Мы посидели на солнышке, потягивая херес. Именно там и тогда я и вручила Элиоту свой подарок, приведя его в безудержный восторг. Он тут же сорвал с часов старый ремешок и приладил новый, проделав отверстия лезвием перочинного ножа.
— Как это вам на ум пришло сделать мне такой подарок?
— Я заметила, что старый ремешок износился, и подумала, что вы можете потерять часы.
Он откинулся на спинку стула, разглядывая меня через столик. Было так тепло, что я стянула свитер и закатала рукава хлопчатобумажной рубашки.
— Вы всем накупили подарков? — поинтересовался он.
Я смутилась.
— Да.
— То-то я подумал, что у вас так много свертков. Вы так любите дарить подарки?
— Приятно, когда есть, кому дарить.
— А что, в Лондоне некому?
— В общем, да.
— И друга сердца нет?
— И никогда не было.
— Не могу поверить.
— Но это так.
Мне самой казалось странным, что я так с ним разоткровенничалась. Возможно, виной тому был теплый день, какой-то удивительно ласковый, располагающий, из-за чего я и ослабила бдительность, а возможно, свою роль сыграл херес. А возможно, то просто была откровенность и доверительность двух людей, вместе переживших некую бурю, как это случилось с нами накануне за ужином. Какова бы ни была причина, но разговаривать в тот день с Элиотом мне было легко.
— Но почему это так? — продолжал расспрашивать он.
— Не знаю. Может быть, это из-за того, в какой обстановке я росла… мама все время меняла мужчин, жила то с одним, то с другим, так что и мне пришлось жить при них. А что как не тесное общение губит прекраснодушные мечты и романтические иллюзии.
Мы посмеялись.
— Это, может быть, хорошо, — сказал Элиот, — а может быть, и плохо.
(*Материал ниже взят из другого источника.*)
use thiserror::Error;

use crate::efd::Tag;

/// Errors raised while decoding an EFD stream or translating its values.
///
/// Structural variants (truncation, bad lengths, short payloads) are always
/// fatal. Code-table variants are only raised in strict mode; lenient mode
/// drops the affected field instead. Date variants are raised in both modes.
#[derive(Debug, Error)]
pub enum EfdError {
    /// Underlying reader failed for a reason other than end of stream
    #[error("I/O error: {0}")]
    Io(#[from] std::io::Error),

    /// Stream ended in the middle of a record
    #[error("Truncated stream: record at offset {offset} needs {expected} more bytes, got {actual}")]
    TruncatedStream {
        offset: u64,
        expected: u64,
        actual: u64,
    },

    /// Declared record length is larger than any real record
    #[error("Malformed length for record {tag}: {length} bytes exceeds limit of {max}")]
    MalformedLength { tag: Tag, length: u64, max: u64 },

    /// Payload ends before a fixed-offset field
    #[error(
        "Payload too short for {record}.{field}: needs {required} bytes at offset 0x{offset:03X}, payload has {actual}"
    )]
    PayloadTooShort {
        record: &'static str,
        field: &'static str,
        offset: usize,
        required: usize,
        actual: usize,
    },

    /// File has no roll metadata record
    #[error("Missing roll metadata record (EFDF)")]
    MissingRollMetadata,

    /// File has more than one roll metadata record
    #[error("Duplicate roll metadata record (EFDF)")]
    DuplicateRollMetadata,

    #[error("Invalid aperture code for {field}: {code}")]
    InvalidApertureCode { field: &'static str, code: u32 },

    #[error("Invalid shutter speed code: {0}")]
    InvalidShutterCode(i32),

    /// Bulb shutter with no recorded duration
    #[error("Invalid bulb exposure time: shutter is in bulb mode but exposure time is 0")]
    InvalidBulbExposureTime,

    #[error("Invalid ISO code for {field}: {code}")]
    InvalidIsoCode { field: &'static str, code: u32 },

    #[error("Invalid capture date: {0}")]
    InvalidCaptureDate(String),

    #[error("Invalid battery loaded date: {0}")]
    InvalidBatteryLoadedDate(String),

    #[error("Invalid film loaded date: {0}")]
    InvalidFilmLoadedDate(String),

    #[error("Invalid flash mode: {0}")]
    InvalidFlashMode(u8),

    #[error("Invalid metering mode: {0}")]
    InvalidMeteringMode(u8),

    #[error("Invalid shooting mode: {0}")]
    InvalidShootingMode(u8),

    #[error("Invalid AF mode: {0}")]
    InvalidAfMode(u8),

    #[error("Invalid film advance mode: {0}")]
    InvalidFilmAdvanceMode(u8),

    #[error("Invalid multiple exposure flag: {0}")]
    InvalidMultipleExposure(u8),

    #[error("Invalid exposure compensation: {0}")]
    InvalidExposureCompensation(i32),

    #[error("Invalid flash exposure compensation: {0}")]
    InvalidFlashCompensation(i32),

    /// No frame in the roll carries the requested number
    #[error("Frame number {0} not found")]
    FrameNumberNotFound(u16),

    /// Frame number is used by more than one frame record
    #[error("Duplicate frame number {frame_number}: {count} frames share it")]
    DuplicateFrameNumber { frame_number: u16, count: usize },
}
Не стоит замыкаться в себе, а не то к вам вообще будут бояться приблизиться.
— Я своей жизнью довольна.
— Вы собираетесь назад в Лондон?
— Да.
— И скоро?
— Вероятно.
— А почему бы еще не побыть здесь?
— Боюсь злоупотребить гостеприимством.
— Этого не произойдет. А я так с вами и словом не успел перемолвиться. И вообще, как вы можете уехать в Лондон и покинуть все это?.. — Он обвел рукой все окрест — небо, солнце, тишину, плеск воды, приметы наступающей весны.
— Могу, если приходится. Меня ждут работа, квартира, в которой надо делать ремонт, и вся жизнь, которую надо налаживать заново.
— А подождать все это не может?
— Не до бесконечности же.
— Все ваши причины — неосновательные.
Я промолчала.
— Если только, — продолжал он, — вас не обескуражил вчерашний инцидент…
Я улыбнулась и покачала головой:
— Ведь мы же решили больше не упоминать о вчерашнем.
Элиот облокотился о стол, опершись подбородком о сжатый кулак.
— Если вам действительно была бы нужна работа, ее и здесь можно найти. И квартиру снять, если захотите жить отдельно.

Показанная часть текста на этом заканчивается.